# [WORK INSTRUCTIONS]
Return a copy of each line in the listing that includes the word "TypeHint".

---+---

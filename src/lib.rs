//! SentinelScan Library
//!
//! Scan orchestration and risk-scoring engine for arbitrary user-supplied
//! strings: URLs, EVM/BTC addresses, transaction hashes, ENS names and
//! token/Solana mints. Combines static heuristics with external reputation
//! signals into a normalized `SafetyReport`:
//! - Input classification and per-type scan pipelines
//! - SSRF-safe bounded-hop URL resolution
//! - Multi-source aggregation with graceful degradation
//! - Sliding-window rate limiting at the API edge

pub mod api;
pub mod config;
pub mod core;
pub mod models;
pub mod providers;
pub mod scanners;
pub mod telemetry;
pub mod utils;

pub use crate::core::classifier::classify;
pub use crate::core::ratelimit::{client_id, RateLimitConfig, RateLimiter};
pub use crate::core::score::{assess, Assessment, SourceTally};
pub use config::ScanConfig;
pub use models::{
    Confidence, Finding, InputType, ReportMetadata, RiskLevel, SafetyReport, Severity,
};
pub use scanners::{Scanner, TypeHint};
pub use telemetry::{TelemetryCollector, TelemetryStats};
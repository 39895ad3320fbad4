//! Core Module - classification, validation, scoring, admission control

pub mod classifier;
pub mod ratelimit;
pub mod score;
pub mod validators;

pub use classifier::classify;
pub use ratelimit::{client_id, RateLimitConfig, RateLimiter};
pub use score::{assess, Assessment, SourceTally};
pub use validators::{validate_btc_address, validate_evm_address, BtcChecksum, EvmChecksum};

---+---

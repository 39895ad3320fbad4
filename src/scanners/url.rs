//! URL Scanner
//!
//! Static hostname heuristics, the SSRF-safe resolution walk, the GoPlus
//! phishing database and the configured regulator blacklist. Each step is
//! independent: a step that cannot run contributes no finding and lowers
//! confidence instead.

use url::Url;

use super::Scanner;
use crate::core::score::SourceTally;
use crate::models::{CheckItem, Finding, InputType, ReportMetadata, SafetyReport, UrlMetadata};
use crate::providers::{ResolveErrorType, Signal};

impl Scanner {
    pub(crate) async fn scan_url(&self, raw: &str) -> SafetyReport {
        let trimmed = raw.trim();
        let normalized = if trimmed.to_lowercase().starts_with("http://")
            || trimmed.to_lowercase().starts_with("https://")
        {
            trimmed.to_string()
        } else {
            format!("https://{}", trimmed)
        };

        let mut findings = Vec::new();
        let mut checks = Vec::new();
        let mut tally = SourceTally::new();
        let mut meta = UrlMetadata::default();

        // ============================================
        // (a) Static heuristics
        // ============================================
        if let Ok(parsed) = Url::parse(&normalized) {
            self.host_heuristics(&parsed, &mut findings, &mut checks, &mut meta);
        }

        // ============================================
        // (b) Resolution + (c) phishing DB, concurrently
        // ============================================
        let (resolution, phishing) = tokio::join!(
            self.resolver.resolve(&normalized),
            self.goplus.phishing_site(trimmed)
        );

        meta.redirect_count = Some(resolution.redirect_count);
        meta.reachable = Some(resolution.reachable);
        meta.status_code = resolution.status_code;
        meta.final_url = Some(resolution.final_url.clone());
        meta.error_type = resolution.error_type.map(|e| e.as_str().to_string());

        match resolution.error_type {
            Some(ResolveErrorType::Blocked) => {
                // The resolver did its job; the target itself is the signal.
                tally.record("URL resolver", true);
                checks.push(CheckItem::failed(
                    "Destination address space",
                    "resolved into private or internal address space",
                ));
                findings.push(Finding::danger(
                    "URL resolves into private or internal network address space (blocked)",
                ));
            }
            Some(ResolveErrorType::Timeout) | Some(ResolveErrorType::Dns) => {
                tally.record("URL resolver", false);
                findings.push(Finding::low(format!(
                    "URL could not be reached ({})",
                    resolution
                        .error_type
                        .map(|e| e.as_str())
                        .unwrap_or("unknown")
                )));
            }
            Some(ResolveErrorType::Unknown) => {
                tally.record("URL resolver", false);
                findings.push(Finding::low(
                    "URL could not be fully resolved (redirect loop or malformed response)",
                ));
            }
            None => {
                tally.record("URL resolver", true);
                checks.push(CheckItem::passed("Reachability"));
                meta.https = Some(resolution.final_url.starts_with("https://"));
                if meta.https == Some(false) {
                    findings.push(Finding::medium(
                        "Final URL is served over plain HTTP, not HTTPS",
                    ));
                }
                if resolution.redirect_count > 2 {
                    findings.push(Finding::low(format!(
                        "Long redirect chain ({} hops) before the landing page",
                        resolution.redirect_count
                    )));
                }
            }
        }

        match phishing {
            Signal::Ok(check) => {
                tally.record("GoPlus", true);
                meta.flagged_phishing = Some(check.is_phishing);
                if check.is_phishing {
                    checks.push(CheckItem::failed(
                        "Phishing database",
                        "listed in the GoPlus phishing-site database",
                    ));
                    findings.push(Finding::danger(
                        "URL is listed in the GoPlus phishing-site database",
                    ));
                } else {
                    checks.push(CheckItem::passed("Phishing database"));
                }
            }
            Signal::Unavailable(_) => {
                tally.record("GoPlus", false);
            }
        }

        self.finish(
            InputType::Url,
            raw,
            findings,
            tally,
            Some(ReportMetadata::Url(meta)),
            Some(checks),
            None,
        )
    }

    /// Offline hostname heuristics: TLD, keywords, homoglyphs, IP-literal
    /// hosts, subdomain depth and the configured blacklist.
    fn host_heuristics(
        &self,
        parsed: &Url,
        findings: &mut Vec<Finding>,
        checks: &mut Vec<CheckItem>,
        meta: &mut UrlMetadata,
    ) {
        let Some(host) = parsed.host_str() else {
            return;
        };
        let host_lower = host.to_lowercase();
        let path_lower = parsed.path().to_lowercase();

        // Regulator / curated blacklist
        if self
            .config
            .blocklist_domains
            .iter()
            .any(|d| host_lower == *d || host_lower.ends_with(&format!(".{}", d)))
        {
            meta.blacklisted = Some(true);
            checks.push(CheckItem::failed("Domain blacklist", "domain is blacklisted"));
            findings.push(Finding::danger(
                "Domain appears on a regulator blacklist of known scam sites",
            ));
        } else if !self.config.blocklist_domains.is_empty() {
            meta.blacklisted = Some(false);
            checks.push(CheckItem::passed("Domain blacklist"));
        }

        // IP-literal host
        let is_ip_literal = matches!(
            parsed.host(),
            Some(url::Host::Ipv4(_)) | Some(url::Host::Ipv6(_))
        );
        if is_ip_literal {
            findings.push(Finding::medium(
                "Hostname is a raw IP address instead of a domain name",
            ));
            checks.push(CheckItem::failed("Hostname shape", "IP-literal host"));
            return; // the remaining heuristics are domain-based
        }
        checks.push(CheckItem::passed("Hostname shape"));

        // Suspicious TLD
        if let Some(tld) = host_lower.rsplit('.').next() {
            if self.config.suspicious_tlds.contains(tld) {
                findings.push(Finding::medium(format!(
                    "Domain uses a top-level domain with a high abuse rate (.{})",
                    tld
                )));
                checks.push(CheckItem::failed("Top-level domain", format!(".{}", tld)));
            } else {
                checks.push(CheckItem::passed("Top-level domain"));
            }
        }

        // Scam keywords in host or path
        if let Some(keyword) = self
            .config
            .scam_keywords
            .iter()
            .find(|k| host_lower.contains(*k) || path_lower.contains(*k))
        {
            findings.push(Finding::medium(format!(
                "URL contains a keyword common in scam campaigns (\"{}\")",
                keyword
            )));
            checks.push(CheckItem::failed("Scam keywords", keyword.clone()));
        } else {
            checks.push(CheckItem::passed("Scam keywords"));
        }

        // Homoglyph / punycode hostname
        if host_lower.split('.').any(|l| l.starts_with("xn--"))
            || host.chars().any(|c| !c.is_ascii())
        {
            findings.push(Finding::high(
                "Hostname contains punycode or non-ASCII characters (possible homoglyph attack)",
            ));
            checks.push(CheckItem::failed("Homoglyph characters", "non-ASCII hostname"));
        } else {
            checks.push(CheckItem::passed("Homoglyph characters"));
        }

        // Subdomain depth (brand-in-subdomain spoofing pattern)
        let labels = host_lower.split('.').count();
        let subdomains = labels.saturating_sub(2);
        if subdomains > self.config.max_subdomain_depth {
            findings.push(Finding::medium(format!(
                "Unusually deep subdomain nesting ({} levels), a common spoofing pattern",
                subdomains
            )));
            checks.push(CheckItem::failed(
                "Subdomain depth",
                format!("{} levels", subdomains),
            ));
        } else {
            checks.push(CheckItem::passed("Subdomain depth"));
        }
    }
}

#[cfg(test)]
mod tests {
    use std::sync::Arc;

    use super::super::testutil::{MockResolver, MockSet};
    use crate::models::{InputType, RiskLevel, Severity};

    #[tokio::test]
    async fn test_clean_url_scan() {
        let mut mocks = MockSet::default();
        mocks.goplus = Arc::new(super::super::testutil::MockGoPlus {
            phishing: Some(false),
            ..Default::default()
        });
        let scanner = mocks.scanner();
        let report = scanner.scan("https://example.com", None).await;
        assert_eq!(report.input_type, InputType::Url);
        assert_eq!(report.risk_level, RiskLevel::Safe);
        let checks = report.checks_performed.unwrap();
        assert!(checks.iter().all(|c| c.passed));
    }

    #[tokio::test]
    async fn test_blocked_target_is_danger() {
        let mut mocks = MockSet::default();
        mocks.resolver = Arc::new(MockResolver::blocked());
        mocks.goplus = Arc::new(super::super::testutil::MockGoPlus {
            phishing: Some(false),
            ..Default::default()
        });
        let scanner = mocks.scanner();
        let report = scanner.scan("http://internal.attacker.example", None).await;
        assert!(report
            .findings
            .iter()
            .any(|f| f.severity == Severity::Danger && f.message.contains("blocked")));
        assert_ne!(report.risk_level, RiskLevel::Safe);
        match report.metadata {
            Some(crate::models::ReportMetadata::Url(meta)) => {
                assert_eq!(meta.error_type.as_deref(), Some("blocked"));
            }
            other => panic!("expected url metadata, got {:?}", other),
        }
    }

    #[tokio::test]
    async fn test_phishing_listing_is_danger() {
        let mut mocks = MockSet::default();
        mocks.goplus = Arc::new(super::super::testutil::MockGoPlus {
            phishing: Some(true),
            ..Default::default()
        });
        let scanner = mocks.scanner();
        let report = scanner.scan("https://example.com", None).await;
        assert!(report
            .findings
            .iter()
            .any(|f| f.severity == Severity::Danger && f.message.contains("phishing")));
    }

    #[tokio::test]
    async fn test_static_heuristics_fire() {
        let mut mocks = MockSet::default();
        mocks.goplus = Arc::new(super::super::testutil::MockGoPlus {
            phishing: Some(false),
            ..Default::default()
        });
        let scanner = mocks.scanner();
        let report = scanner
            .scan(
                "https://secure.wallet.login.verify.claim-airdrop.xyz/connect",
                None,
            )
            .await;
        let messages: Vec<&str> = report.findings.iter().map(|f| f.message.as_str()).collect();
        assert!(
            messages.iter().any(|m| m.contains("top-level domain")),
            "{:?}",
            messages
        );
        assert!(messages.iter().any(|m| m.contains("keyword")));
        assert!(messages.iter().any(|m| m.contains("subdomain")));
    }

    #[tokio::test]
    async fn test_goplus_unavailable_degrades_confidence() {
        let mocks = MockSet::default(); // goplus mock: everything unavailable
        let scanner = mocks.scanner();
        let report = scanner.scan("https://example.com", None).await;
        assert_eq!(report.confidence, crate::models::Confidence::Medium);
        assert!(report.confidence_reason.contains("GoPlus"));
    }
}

---+---

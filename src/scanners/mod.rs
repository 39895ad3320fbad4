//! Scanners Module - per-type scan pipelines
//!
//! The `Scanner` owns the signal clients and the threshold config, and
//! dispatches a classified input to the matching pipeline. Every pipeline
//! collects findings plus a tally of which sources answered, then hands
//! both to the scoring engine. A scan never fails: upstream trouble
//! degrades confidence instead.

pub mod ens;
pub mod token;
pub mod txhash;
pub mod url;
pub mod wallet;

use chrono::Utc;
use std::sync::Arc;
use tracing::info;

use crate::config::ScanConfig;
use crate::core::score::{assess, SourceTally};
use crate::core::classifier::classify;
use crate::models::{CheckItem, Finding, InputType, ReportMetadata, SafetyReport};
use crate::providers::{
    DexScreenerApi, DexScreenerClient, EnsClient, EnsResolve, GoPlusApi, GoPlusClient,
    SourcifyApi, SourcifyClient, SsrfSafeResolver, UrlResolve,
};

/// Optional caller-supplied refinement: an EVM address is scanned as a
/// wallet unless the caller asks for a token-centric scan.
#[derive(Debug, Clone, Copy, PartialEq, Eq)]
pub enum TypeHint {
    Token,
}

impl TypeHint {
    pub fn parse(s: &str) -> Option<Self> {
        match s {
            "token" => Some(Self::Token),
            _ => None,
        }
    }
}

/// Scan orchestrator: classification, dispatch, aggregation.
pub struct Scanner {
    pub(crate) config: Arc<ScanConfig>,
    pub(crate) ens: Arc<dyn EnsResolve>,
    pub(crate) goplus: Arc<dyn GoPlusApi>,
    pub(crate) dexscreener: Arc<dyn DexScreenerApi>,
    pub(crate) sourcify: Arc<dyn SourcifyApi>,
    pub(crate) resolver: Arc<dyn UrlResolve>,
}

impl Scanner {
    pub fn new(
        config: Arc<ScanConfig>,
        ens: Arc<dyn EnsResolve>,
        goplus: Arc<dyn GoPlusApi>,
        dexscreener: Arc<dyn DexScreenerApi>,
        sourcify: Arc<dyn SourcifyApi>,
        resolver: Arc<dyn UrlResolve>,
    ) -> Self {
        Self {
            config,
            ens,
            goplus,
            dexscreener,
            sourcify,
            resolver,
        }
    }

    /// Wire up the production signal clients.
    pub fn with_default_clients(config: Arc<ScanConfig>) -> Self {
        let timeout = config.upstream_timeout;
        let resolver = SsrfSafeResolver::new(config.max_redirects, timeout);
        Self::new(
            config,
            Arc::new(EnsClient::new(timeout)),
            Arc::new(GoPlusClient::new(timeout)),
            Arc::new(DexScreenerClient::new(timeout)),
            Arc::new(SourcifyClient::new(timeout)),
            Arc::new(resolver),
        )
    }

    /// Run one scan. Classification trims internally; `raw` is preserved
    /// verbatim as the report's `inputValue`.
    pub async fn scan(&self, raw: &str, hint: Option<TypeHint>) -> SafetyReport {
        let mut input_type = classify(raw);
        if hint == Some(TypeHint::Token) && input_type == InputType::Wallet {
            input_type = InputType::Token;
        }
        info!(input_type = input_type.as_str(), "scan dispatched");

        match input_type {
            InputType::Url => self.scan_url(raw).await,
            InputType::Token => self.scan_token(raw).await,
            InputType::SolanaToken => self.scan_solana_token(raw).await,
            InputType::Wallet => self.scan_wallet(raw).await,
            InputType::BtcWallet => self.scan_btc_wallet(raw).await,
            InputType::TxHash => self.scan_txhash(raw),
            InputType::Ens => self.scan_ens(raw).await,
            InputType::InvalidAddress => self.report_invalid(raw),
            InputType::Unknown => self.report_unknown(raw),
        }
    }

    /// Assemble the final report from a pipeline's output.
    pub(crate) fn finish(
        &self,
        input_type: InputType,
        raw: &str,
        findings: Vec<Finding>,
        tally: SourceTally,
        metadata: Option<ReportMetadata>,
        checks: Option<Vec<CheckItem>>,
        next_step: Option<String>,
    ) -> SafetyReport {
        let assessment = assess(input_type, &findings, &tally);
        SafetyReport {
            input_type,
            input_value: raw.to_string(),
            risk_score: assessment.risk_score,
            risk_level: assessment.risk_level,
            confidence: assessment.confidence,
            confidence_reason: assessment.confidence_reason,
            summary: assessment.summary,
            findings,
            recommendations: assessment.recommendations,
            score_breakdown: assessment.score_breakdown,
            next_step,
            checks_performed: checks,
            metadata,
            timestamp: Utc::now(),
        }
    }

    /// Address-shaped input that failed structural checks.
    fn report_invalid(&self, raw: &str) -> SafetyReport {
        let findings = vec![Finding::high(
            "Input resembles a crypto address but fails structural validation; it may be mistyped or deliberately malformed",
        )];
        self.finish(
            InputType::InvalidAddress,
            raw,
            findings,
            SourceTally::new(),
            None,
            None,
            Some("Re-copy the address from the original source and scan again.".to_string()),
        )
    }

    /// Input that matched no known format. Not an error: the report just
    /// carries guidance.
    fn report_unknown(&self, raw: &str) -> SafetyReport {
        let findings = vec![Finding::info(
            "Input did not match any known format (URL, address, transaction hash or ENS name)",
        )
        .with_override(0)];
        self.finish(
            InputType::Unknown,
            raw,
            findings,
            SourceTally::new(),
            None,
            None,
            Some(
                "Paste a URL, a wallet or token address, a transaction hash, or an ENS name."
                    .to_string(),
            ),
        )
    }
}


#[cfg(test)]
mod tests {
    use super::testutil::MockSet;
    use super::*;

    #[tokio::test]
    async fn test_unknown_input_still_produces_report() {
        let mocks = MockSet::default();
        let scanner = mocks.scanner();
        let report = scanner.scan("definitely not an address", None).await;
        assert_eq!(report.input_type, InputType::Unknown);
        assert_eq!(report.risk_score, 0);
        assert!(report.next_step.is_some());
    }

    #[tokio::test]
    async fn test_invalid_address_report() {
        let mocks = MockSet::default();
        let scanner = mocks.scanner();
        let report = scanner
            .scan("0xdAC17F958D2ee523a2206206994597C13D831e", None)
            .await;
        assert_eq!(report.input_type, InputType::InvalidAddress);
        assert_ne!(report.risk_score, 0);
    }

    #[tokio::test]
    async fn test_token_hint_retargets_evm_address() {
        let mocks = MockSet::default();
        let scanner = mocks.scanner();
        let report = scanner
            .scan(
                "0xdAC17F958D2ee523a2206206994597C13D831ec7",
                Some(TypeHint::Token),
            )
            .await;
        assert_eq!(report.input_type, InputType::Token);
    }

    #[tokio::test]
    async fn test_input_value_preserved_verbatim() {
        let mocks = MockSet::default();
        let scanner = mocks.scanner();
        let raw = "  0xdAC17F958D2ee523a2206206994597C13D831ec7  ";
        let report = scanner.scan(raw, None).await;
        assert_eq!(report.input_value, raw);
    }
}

---+---

# [ANSWER FOR THE TASK]
pub use scanners::{Scanner, TypeHint};
pub enum TypeHint {
impl TypeHint {
    pub async fn scan(&self, raw: &str, hint: Option<TypeHint>) -> SafetyReport {
        if hint == Some(TypeHint::Token) && input_type == InputType::Wallet {
                Some(TypeHint::Token),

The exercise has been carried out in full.